Creating Verbal Agreements to Establish Parity with Prospects

In professional selling, the sale is never truly closed until the contract is signed (or until the check clears). Chances are, you know from hard-earned experience just how many things can go wrong at every point in the sales process. One way to help minimize surprises for both you and your prospect is to create verbal agreements at appropriate steps throughout the sales cycle.

In this context, verbal agreements are discussions that provide clarity to both buyer and seller about the nature and direction of the sales process. Keep in mind that your first job as a sales professional is not to sell a product or service — your first job is to manage the sales cycle. Only those who effectively manage the sales cycle are in a position to effectively present the product or service to the prospect. An un-managed sales cycle not only results in a far higher rate of ‘no’ than a well-managed one — it also leads to more lost time and a greater risk of serious problems with the buyer even if they select your product.

Your competitors are probably not managing the sales cycle at all, which means that just by taking the effort to do so, you are already differentiating yourself. And verbal agreements are a key part of managing the sales cycle.

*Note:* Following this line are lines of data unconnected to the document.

//! # Typed `s390x` Registers
//!
//! Bit-level models of the z/Architecture state the selftest image touches:
//! the program status word ([`psw`]), control register 0 ([`cr0`]) and the
//! condition code ([`condition_code`]) as extracted by `ipm`.
//!
//! All layouts use `bitfield-struct` with most-significant-bit-first ordering
//! so that field order matches the architecture's bit numbering (bit 0 is the
//! leftmost bit).

#![cfg_attr(not(any(test, doctest)), no_std)]
#![allow(unsafe_code)]

pub mod condition_code;
pub mod cr0;
pub mod psw;

pub use condition_code::ConditionCode;
pub use cr0::Cr0;
pub use psw::{Psw, PswMask};
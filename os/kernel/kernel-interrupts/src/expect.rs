use crate::code::ProgramInterruptCode;

/// Arm/disarm access to the program-interrupt expectation.
///
/// There is a single expectation slot. It must be armed right before the
/// instruction that may trap and disarmed right after it.
pub trait TrapInterception {
    /// Expect a program interrupt and clear any previously recorded code.
    fn expect_trap(&mut self);

    /// Disarm and return the code of the interrupt taken since arming.
    fn take_trap(&mut self) -> Option<ProgramInterruptCode>;

    /// Disarm and report whether an interrupt was taken.
    fn trap_occurred(&mut self) -> bool {
        self.take_trap().is_some()
    }
}

impl<T> TrapInterception for &mut T
where
    T: TrapInterception + ?Sized,
{
    fn expect_trap(&mut self) {
        (**self).expect_trap();
    }

    fn take_trap(&mut self) -> Option<ProgramInterruptCode> {
        (**self).take_trap()
    }
}

/// An armed expectation; disarmed by [`ExpectedTrap::finish`] or on drop.
#[must_use = "dropping the guard disarms the expectation immediately"]
pub struct ExpectedTrap<'a, T>
where
    T: TrapInterception + ?Sized,
{
    traps: &'a mut T,
    done: bool,
}

impl<'a, T> ExpectedTrap<'a, T>
where
    T: TrapInterception + ?Sized,
{
    pub fn arm(traps: &'a mut T) -> Self {
        traps.expect_trap();
        Self { traps, done: false }
    }

    /// Disarm and return the recorded interruption code, if any.
    pub fn finish(mut self) -> Option<ProgramInterruptCode> {
        self.done = true;
        self.traps.take_trap()
    }
}

impl<T> Drop for ExpectedTrap<'_, T>
where
    T: TrapInterception + ?Sized,
{
    fn drop(&mut self) {
        if !self.done {
            if let Some(code) = self.traps.take_trap() {
                log::debug!("discarding expected {code}");
            }
        }
    }
}

/// Run `f` with a trap expected and return its result plus the trap taken, if any.
///
/// ```
/// # use kernel_interrupts::{ProgramInterruptCode, TrapInterception, with_expected_trap};
/// #[derive(Default)]
/// struct Lowcore {
///     armed: bool,
///     code: u16,
/// }
///
/// impl TrapInterception for Lowcore {
///     fn expect_trap(&mut self) {
///         self.armed = true;
///         self.code = 0;
///     }
///
///     fn take_trap(&mut self) -> Option<ProgramInterruptCode> {
///         self.armed = false;
///         (self.code != 0).then(|| ProgramInterruptCode::new(core::mem::take(&mut self.code)))
///     }
/// }
///
/// let mut lowcore = Lowcore::default();
/// let (_, trap) = with_expected_trap(&mut lowcore, || ());
/// assert_eq!(trap, None);
/// assert!(!lowcore.armed);
/// ```
pub fn with_expected_trap<T, R>(
    traps: &mut T,
    f: impl FnOnce() -> R,
) -> (R, Option<ProgramInterruptCode>)
where
    T: TrapInterception + ?Sized,
{
    let guard = ExpectedTrap::arm(traps);
    let result = f();
    (result, guard.finish())
}

#[cfg(test)]
mod tests {
    use super::*;
    use crate::SimulatedTraps;

    #[test]
    fn guard_disarms_on_drop() {
        let mut traps = SimulatedTraps::new();
        {
            let _armed = ExpectedTrap::arm(&mut traps);
        }
        assert!(!traps.is_armed());
    }

    #[test]
    fn finish_reports_recorded_code() {
        let mut traps = SimulatedTraps::new();
        let guard = ExpectedTrap::arm(&mut traps);
        assert_eq!(guard.finish(), None);

        let (value, trap) = with_expected_trap(&mut traps, || 7);
        assert_eq!(value, 7);
        assert_eq!(trap, None);
        assert!(!traps.is_armed());
    }

    #[test]
    fn trap_occurred_clears_the_slot() {
        let mut traps = SimulatedTraps::new();
        traps.expect_trap();
        traps.deliver(ProgramInterruptCode::ADDRESSING);
        assert!(traps.trap_occurred());
        assert!(!traps.trap_occurred());
    }
}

Pretend that you are an employee with the buyer’s company, assigned as a coach to work with the buyer and ensure that the buying employee makes the best decision on behalf of their company — not only on whose product or service to purchase, but also on what the company needs to do both before and after the sale in order to get the best out of their investment.

You’d advise that employee to have a clearly defined process; look at multiple vendors but not an endless list; avoid getting caught up in too many details; define the project goals and recognize that success is as much about internal effort as it is about an external vendor; and be clear and consistent when communicating with vendors.

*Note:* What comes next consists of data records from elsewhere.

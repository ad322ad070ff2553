//! # Service-Call Logical Processor (SCLP)
//!
//! Client side of the s390x service-call protocol: a privileged `servc`
//! instruction hands a command word and the real address of a service-call
//! control block ([`Sccb`]) to the hypervisor or firmware, which answers by
//! rewriting the block and setting a response code in its header.
//!
//! Two things are built on top of the primitive:
//!
//! - [`read_configuration`]: the *READ SCP INFO* negotiation that returns the
//!   [`ReadInfo`] storage layout used for memory sizing.
//! - [`write_console`]: an ASCII console event for early text output.
//!
//! ```text
//!  caller ──► read_configuration ──► ServiceCall::service_call ──► servc
//!                 ▲      │  retry on INVALID COMMAND                  │
//!                 │      ▼                                            ▼
//!              ReadInfo ◄─────────────── Sccb (header + payload) ◄── hypervisor
//! ```
//!
//! The primitive sits behind the [`ServiceCall`] trait. On s390x targets
//! [`Servc`] executes the real instruction; with the `simulator` feature
//! [`SimulatedSclp`] scripts the hypervisor side for hosted tests.

#![cfg_attr(not(any(test, doctest)), no_std)]
#![allow(unsafe_code)]

mod client;
mod command;
mod event;
mod read_info;
mod sccb;
mod servc;
#[cfg(any(test, feature = "simulator"))]
mod simulator;

pub use client::{READ_INFO_COMMANDS, ReadInfoError, read_configuration, try_read_configuration};
pub use command::{ResponseCode, SclpCommand};
pub use event::{
    ConsoleError, EVENT_DATA_OFFSET, EVENT_TYPE_ASCII_CONSOLE, EventBufferHeader, MAX_EVENT_DATA,
    write_console,
};
pub use read_info::{ReadInfo, narrow_unless_zero};
pub use sccb::{CONTROL_MASK_VARIABLE_RESPONSE, FC_NORMAL_WRITE, Sccb, SccbHeader};
#[cfg(target_arch = "s390x")]
pub use servc::Servc;
pub use servc::{ServiceCall, ServiceCallError};
#[cfg(any(test, feature = "simulator"))]
pub use simulator::{SimulatedReply, SimulatedSclp};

In other words, you’d run a sales cycle that makes sense for both parties. And by using verbal agreements at key steps, you can do just that.

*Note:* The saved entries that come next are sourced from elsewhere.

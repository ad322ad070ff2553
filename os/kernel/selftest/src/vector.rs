//! Vector facility checks.
//!
//! A representative subset of the vector instructions: element gathers,
//! mask generation, load-and-replicate, element extraction and addition.
//! Immediates are encoded into the instructions, so the unit takes them as
//! const parameters. Element sizes use the M-field codes [`BYTE`] through
//! [`QUADWORD`].

use crate::facility::{FacilityList, VECTOR_FACILITY};
use crate::program::check_program_interrupt;
use core::ptr;
use kernel_interrupts::{ProgramInterruptCode, TrapInterception};
use kernel_report::Report;
use log::info;

pub const BYTE: u8 = ElementSize::Byte.m();
pub const HALFWORD: u8 = ElementSize::Halfword.m();
pub const WORD: u8 = ElementSize::Word.m();
pub const DOUBLEWORD: u8 = ElementSize::Doubleword.m();
pub const QUADWORD: u8 = ElementSize::Quadword.m();

/// Element sizes as encoded in the M fields.
#[derive(Debug, Copy, Clone, PartialEq, Eq)]
#[repr(u8)]
pub enum ElementSize {
    Byte = 0,
    Halfword = 1,
    Word = 2,
    Doubleword = 3,
    Quadword = 4,
}

impl ElementSize {
    #[inline]
    #[must_use]
    pub const fn m(self) -> u8 {
        self as u8
    }

    /// Codes above 4 are reserved.
    #[must_use]
    pub const fn from_m(m: u8) -> Option<Self> {
        match m {
            0 => Some(Self::Byte),
            1 => Some(Self::Halfword),
            2 => Some(Self::Word),
            3 => Some(Self::Doubleword),
            4 => Some(Self::Quadword),
            _ => None,
        }
    }

    #[must_use]
    pub const fn bits(self) -> u32 {
        8 << self as u32
    }

    /// Elements per register.
    #[must_use]
    pub const fn count(self) -> u32 {
        128 / self.bits()
    }

    const fn mask(self) -> u128 {
        u128::MAX >> (128 - self.bits())
    }
}

/// A vector register image. Element 0 is the leftmost.
#[derive(Debug, Default, Copy, Clone, PartialEq, Eq)]
#[repr(C, align(16))]
pub struct Vector([u64; 2]);

impl Vector {
    pub const ZERO: Self = Self([0; 2]);
    pub const ONES: Self = Self([u64::MAX; 2]);

    #[must_use]
    pub const fn from_doublewords(high: u64, low: u64) -> Self {
        Self([high, low])
    }

    #[must_use]
    pub fn from_words(words: [u32; 4]) -> Self {
        Self([
            u64::from(words[0]) << 32 | u64::from(words[1]),
            u64::from(words[2]) << 32 | u64::from(words[3]),
        ])
    }

    #[allow(clippy::cast_possible_truncation)]
    #[must_use]
    pub const fn from_u128(value: u128) -> Self {
        Self([(value >> 64) as u64, value as u64])
    }

    #[must_use]
    pub const fn doublewords(self) -> [u64; 2] {
        self.0
    }

    #[must_use]
    pub fn to_u128(self) -> u128 {
        u128::from(self.0[0]) << 64 | u128::from(self.0[1])
    }

    /// Element `index` of `size`, which must be at most a doubleword.
    #[allow(clippy::cast_possible_truncation)]
    #[must_use]
    pub fn element(self, size: ElementSize, index: u32) -> u64 {
        let shift = 128 - size.bits() * (index + 1);
        ((self.to_u128() >> shift) & size.mask()) as u64
    }

    #[must_use]
    pub fn with_element(self, size: ElementSize, index: u32, value: u64) -> Self {
        let shift = 128 - size.bits() * (index + 1);
        let mask = size.mask() << shift;
        Self::from_u128((self.to_u128() & !mask) | ((u128::from(value) << shift) & mask))
    }
}

/// Encodings with a reserved element index or size.
#[derive(Debug, Copy, Clone, PartialEq, Eq)]
pub enum ReservedEncoding {
    /// `vgef` selecting element 4.
    GatherWordIndex,
    /// `vgeg` selecting element 2.
    GatherDoublewordIndex,
    /// `vgm` with quadword elements.
    MaskQuadword,
    /// `vlrep` with quadword elements.
    ReplicateQuadword,
    /// `va` with element size code 5.
    AddReservedSize,
}

/// The vector instructions under test.
pub trait VectorUnit {
    /// `vgef`: replace word `INDEX` of `target` with the word at `base`
    /// plus word `INDEX` of `offsets`, which must be readable.
    fn gather_word<const INDEX: u8>(
        &mut self,
        target: Vector,
        offsets: Vector,
        base: *const u8,
    ) -> Vector;

    /// `vgeg`, the doubleword form of [`gather_word`](Self::gather_word).
    fn gather_doubleword<const INDEX: u8>(
        &mut self,
        target: Vector,
        offsets: Vector,
        base: *const u8,
    ) -> Vector;

    /// `vgbm`: each mask bit selects a byte of ones, leftmost first.
    fn generate_byte_mask<const MASK: u16>(&mut self) -> Vector;

    /// `vgm`: bits `START` through `END` of every element, wrapping when
    /// `START` lies past `END`.
    fn generate_mask<const START: u8, const END: u8, const SIZE: u8>(&mut self) -> Vector;

    /// `vlrep`: the leftmost element of `data` in every element.
    fn load_and_replicate<const SIZE: u8>(&mut self, data: &u64) -> Vector;

    /// `vlgv`: the element selected by the rightmost bits of `index`.
    fn extract_element<const SIZE: u8>(&mut self, source: Vector, index: u64) -> u64;

    /// `va`, element-wise and modulo the element width.
    fn add<const SIZE: u8>(&mut self, augend: Vector, addend: Vector) -> Vector;

    /// Execute `encoding`, which raises a specification exception.
    fn execute_reserved(&mut self, encoding: ReservedEncoding);
}

/// Compares whole registers.
fn report_vector(report: &mut Report, name: &'static str, got: Vector, expected: [u64; 2]) -> bool {
    if got.doublewords() != expected {
        info!(
            "{name}: got {:#018x}_{:016x}",
            got.doublewords()[0],
            got.doublewords()[1]
        );
    }
    report.report(name, got.doublewords() == expected)
}

fn check_specification<U, T>(
    report: &mut Report,
    unit: &mut U,
    traps: &mut T,
    name: &'static str,
    encoding: ReservedEncoding,
) -> bool
where
    U: VectorUnit,
    T: TrapInterception + ?Sized,
{
    check_program_interrupt(
        report,
        traps,
        name,
        ProgramInterruptCode::SPECIFICATION,
        || unit.execute_reserved(encoding),
    )
}

const GATHER_OFFSET: usize = 56789;

fn check_gather_word<U, T>(report: &mut Report, unit: &mut U, traps: &mut T) -> bool
where
    U: VectorUnit,
    T: TrapInterception + ?Sized,
{
    report.prefix_push("vgef");
    let data: u32 = 0x1234_5678;
    let base = ptr::from_ref(&data).cast::<u8>().wrapping_sub(GATHER_OFFSET);
    #[allow(clippy::cast_possible_truncation)]
    let offsets = Vector::from_words([u32::MAX, u32::MAX, GATHER_OFFSET as u32, u32::MAX]);
    let got = unit.gather_word::<2>(Vector::ONES, offsets, base);

    let mut all = report.report(
        "element loaded",
        got.element(ElementSize::Word, 2) == u64::from(data),
    );
    let untouched = [0, 1, 3]
        .into_iter()
        .all(|i| got.element(ElementSize::Word, i) == u64::from(u32::MAX));
    all &= report.report("elements unmodified", untouched);
    all &= check_specification(
        report,
        unit,
        traps,
        "invalid element index",
        ReservedEncoding::GatherWordIndex,
    );
    report.prefix_pop();
    all
}

fn check_gather_doubleword<U, T>(report: &mut Report, unit: &mut U, traps: &mut T) -> bool
where
    U: VectorUnit,
    T: TrapInterception + ?Sized,
{
    report.prefix_push("vgeg");
    let data: u64 = 0x0123_4567_89ab_cdef;
    let base = ptr::from_ref(&data).cast::<u8>().wrapping_sub(GATHER_OFFSET);
    let offsets = Vector::from_doublewords(u64::MAX, GATHER_OFFSET as u64);
    let got = unit.gather_doubleword::<1>(Vector::ONES, offsets, base);

    let mut all = report.report("element loaded", got.doublewords()[1] == data);
    all &= report.report("elements unmodified", got.doublewords()[0] == u64::MAX);
    all &= check_specification(
        report,
        unit,
        traps,
        "invalid element index",
        ReservedEncoding::GatherDoublewordIndex,
    );
    report.prefix_pop();
    all
}

fn check_generate_byte_mask<U: VectorUnit>(report: &mut Report, unit: &mut U) -> bool {
    report.prefix_push("vgbm");
    let mut all = true;
    let got = unit.generate_byte_mask::<0x00ff>();
    all &= report_vector(report, "i2 == 0x00ff", got, [0, u64::MAX]);
    let got = unit.generate_byte_mask::<0x0f00>();
    all &= report_vector(report, "i2 == 0x0f00", got, [0x0000_0000_ffff_ffff, 0]);
    let got = unit.generate_byte_mask::<0x4218>();
    let expected = [0x00ff_0000_0000_ff00, 0x0000_00ff_ff00_0000];
    all &= report_vector(report, "i2 == 0x4218", got, expected);
    let got = unit.generate_byte_mask::<0>();
    all &= report_vector(report, "i2 == 0", got, [0, 0]);
    report.prefix_pop();
    all
}

fn check_generate_mask<U, T>(report: &mut Report, unit: &mut U, traps: &mut T) -> bool
where
    U: VectorUnit,
    T: TrapInterception + ?Sized,
{
    report.prefix_push("vgm");
    let mut all = true;
    let cases = [
        ("single bit 64", unit.generate_mask::<62, 62, DOUBLEWORD>(), 0x2),
        ("single bit 32", unit.generate_mask::<30, 30, WORD>(), 0x0000_0002_0000_0002),
        ("single bit 16", unit.generate_mask::<14, 14, HALFWORD>(), 0x0002_0002_0002_0002),
        ("single bit 8", unit.generate_mask::<6, 6, BYTE>(), 0x0202_0202_0202_0202),
        ("wrapping", unit.generate_mask::<7, 0, BYTE>(), 0x8181_8181_8181_8181),
        ("unused bits", unit.generate_mask::<60, 63, BYTE>(), 0x0f0f_0f0f_0f0f_0f0f),
    ];
    for (name, got, doubleword) in cases {
        all &= report_vector(report, name, got, [doubleword; 2]);
    }
    all &= check_specification(
        report,
        unit,
        traps,
        "invalid element size",
        ReservedEncoding::MaskQuadword,
    );
    report.prefix_pop();
    all
}

fn check_load_and_replicate<U, T>(report: &mut Report, unit: &mut U, traps: &mut T) -> bool
where
    U: VectorUnit,
    T: TrapInterception + ?Sized,
{
    report.prefix_push("vlrep");
    let data: u64 = 0x0123_4567_89ab_cdef;
    let mut all = true;
    let cases = [
        ("8", unit.load_and_replicate::<BYTE>(&data), 0x0101_0101_0101_0101),
        ("16", unit.load_and_replicate::<HALFWORD>(&data), 0x0123_0123_0123_0123),
        ("32", unit.load_and_replicate::<WORD>(&data), 0x0123_4567_0123_4567),
        ("64", unit.load_and_replicate::<DOUBLEWORD>(&data), data),
    ];
    for (name, got, doubleword) in cases {
        all &= report_vector(report, name, got, [doubleword; 2]);
    }
    all &= check_specification(
        report,
        unit,
        traps,
        "invalid element size",
        ReservedEncoding::ReplicateQuadword,
    );
    report.prefix_pop();
    all
}

fn check_extract_element<U: VectorUnit>(report: &mut Report, unit: &mut U) -> bool {
    report.prefix_push("vlgv");
    let source = Vector::from_doublewords(0x0011_2233_4455_6677, 0x8899_aabb_ccdd_eeff);
    // Bits left of the element index are ignored.
    let cases = [
        ("8", unit.extract_element::<BYTE>(source, 7 | !0xf), 0x77),
        ("16", unit.extract_element::<HALFWORD>(source, 4 | !7), 0x8899),
        ("32", unit.extract_element::<WORD>(source, 3 | !3), 0xccdd_eeff),
        ("64", unit.extract_element::<DOUBLEWORD>(source, 1 | !1), 0x8899_aabb_ccdd_eeff),
    ];
    let mut all = true;
    for (name, got, expected) in cases {
        all &= report.report(name, got == expected);
    }
    report.prefix_pop();
    all
}

fn check_add<U, T>(report: &mut Report, unit: &mut U, traps: &mut T) -> bool
where
    U: VectorUnit,
    T: TrapInterception + ?Sized,
{
    report.prefix_push("va");
    let augend = Vector::from_doublewords(0x0011_2233_4455_6677, 0x8899_aabb_ccdd_eeff);
    let addend = Vector::from_doublewords(0x7766_5544_3322_1100, 0xffee_ddcc_bbaa_9988);
    let low = 0x7777_7777_7777_7777;
    let cases = [
        ("8", unit.add::<BYTE>(augend, addend), [low, 0x8787_8787_8787_8787]),
        ("16", unit.add::<HALFWORD>(augend, addend), [low, 0x8887_8887_8887_8887]),
        ("32", unit.add::<WORD>(augend, addend), [low, 0x8888_8887_8888_8887]),
        ("64", unit.add::<DOUBLEWORD>(augend, addend), [low, 0x8888_8888_8888_8887]),
        // The carry out of the right doubleword reaches the left one.
        ("128", unit.add::<QUADWORD>(augend, addend), [low + 1, 0x8888_8888_8888_8887]),
    ];
    let mut all = true;
    for (name, got, expected) in cases {
        all &= report_vector(report, name, got, expected);
    }
    all &= check_specification(
        report,
        unit,
        traps,
        "invalid element size",
        ReservedEncoding::AddReservedSize,
    );
    report.prefix_pop();
    all
}

/// Run the vector subset, or record a skip when the vector facility is not
/// installed.
///
/// Returns whether every case passed.
pub fn check_vector<U, T>(
    report: &mut Report,
    facilities: &FacilityList,
    unit: &mut U,
    traps: &mut T,
) -> bool
where
    U: VectorUnit,
    T: TrapInterception + ?Sized,
{
    report.prefix_push("vector");
    let all = if facilities.is_installed(VECTOR_FACILITY) {
        let mut all = check_gather_word(report, unit, traps);
        all &= check_gather_doubleword(report, unit, traps);
        all &= check_generate_byte_mask(report, unit);
        all &= check_generate_mask(report, unit, traps);
        all &= check_load_and_replicate(report, unit, traps);
        all &= check_extract_element(report, unit);
        all &= check_add(report, unit, traps);
        all
    } else {
        report.report_skip("basic vector facility is not available");
        true
    };
    report.prefix_pop();
    all
}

Examples of Common Verbal Agreements

Examples of common verbal agreements in sales cycles can include the following:

1. Making sure that you both agree clearly about the number of vendors (including you) being considered.

2. Insisting on a reasonable ‘ask’ from the prospect in return for your time and effort (for example, the opportunity to do a pre-sales needs analysis meeting with key executives in return for preparing a detailed proposal).

3. Clarifying the decision timeline and asking for confirmation about who makes the final decision.

4. Emphasizing that both companies have to come to agreement — and that this is standard practice for your company (i.e. if the customer wants discounts, special features, customizations, etc. then they have to present terms that work for the vendor — i.e. sell to you as you sell to them).

5. Reiterating that at the end of the process, money will change hands in return for the product or service being selected, and confirming that the customer is to be ready to write a check or otherwise make that investment.

6. Asking for evidence or documentation to back up claims the prospect makes about these questions about decision time-frame, selection criteria, confirmed budget, etc.

Verbal agreements also show that you take the buyer seriously and that you are loyal enough to your company to be proactive in protecting its interests, while also working to avoid any potential confusion that could arise in later parts of the sales process.

Taking Next Steps

If you are hesitant because you think it will be off-putting to make some of these statements, try it out and see your prospects respond in most cases with respect and responsiveness. And remember, prospects who don’t respond well to a professionally presented and fair-minded verbal agreement are not dealing with you in good faith. In other words, they’re lying. Aren’t you better off knowing that now, rather than later in the sales cycle?

Verbal agreements are good business practices for both sides in the sales process, and by taking the time to develop and present them to your prospects, you’re doing both sides a favor and demonstrating your own self-discipline and professionalism as well — both of which are factors that can also differentiate you and your company, and help close the deal.